» EXERCISE REQUIREMENTS
Reproduce exactly the lines below, from the first through the one containing "thing the operator", and nothing more.

» DATASET RECORDS

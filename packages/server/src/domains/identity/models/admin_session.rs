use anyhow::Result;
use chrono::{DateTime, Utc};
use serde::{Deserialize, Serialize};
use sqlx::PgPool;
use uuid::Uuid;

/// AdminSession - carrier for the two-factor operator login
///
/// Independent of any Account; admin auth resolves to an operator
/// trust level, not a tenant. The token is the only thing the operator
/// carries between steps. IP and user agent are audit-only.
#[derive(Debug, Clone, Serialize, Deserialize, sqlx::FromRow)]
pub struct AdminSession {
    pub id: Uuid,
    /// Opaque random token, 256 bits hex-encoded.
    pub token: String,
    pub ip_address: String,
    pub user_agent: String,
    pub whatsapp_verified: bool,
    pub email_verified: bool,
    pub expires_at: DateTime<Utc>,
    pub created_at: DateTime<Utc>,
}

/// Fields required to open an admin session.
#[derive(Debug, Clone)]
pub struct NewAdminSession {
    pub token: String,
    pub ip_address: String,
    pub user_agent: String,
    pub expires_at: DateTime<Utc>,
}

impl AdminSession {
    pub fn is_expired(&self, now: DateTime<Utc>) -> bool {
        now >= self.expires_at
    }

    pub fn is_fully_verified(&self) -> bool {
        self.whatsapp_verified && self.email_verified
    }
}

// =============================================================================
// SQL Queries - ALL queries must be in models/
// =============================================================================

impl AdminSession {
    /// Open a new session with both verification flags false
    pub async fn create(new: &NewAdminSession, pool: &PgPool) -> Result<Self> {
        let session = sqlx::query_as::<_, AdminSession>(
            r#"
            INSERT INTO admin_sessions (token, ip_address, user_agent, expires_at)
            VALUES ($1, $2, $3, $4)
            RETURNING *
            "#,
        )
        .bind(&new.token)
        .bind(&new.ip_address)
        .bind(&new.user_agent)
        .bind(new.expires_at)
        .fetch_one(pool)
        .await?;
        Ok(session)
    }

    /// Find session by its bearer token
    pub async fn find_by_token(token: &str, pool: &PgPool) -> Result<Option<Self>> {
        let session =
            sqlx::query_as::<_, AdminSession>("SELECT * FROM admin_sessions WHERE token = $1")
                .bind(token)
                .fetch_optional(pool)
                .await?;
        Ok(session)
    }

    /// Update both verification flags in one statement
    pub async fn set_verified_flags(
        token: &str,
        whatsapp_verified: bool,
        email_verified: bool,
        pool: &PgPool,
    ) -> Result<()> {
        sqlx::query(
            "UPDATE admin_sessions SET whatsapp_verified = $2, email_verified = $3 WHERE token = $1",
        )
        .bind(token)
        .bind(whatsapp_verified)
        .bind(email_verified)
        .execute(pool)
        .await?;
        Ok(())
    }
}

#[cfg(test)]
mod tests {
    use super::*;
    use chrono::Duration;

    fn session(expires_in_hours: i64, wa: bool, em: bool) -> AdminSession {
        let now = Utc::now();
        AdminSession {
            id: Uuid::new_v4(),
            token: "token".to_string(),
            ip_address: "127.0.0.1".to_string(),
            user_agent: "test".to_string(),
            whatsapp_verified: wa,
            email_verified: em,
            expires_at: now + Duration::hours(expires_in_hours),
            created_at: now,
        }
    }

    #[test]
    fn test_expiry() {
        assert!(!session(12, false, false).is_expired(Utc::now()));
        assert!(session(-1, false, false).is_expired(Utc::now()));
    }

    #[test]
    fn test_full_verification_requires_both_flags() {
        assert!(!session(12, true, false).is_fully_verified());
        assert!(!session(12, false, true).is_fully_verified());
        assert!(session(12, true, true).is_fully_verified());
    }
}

» SOLUTION FOR THIS PROBLEM
filename packages/server/src/domains/identity/models/admin_session.rs
use anyhow::Result;
use chrono::{DateTime, Utc};
use serde::{Deserialize, Serialize};
use sqlx::PgPool;
use uuid::Uuid;

/// AdminSession - carrier for the two-factor operator login
///
/// Independent of any Account; admin auth resolves to an operator
/// trust level, not a tenant. The token is the only thing the operator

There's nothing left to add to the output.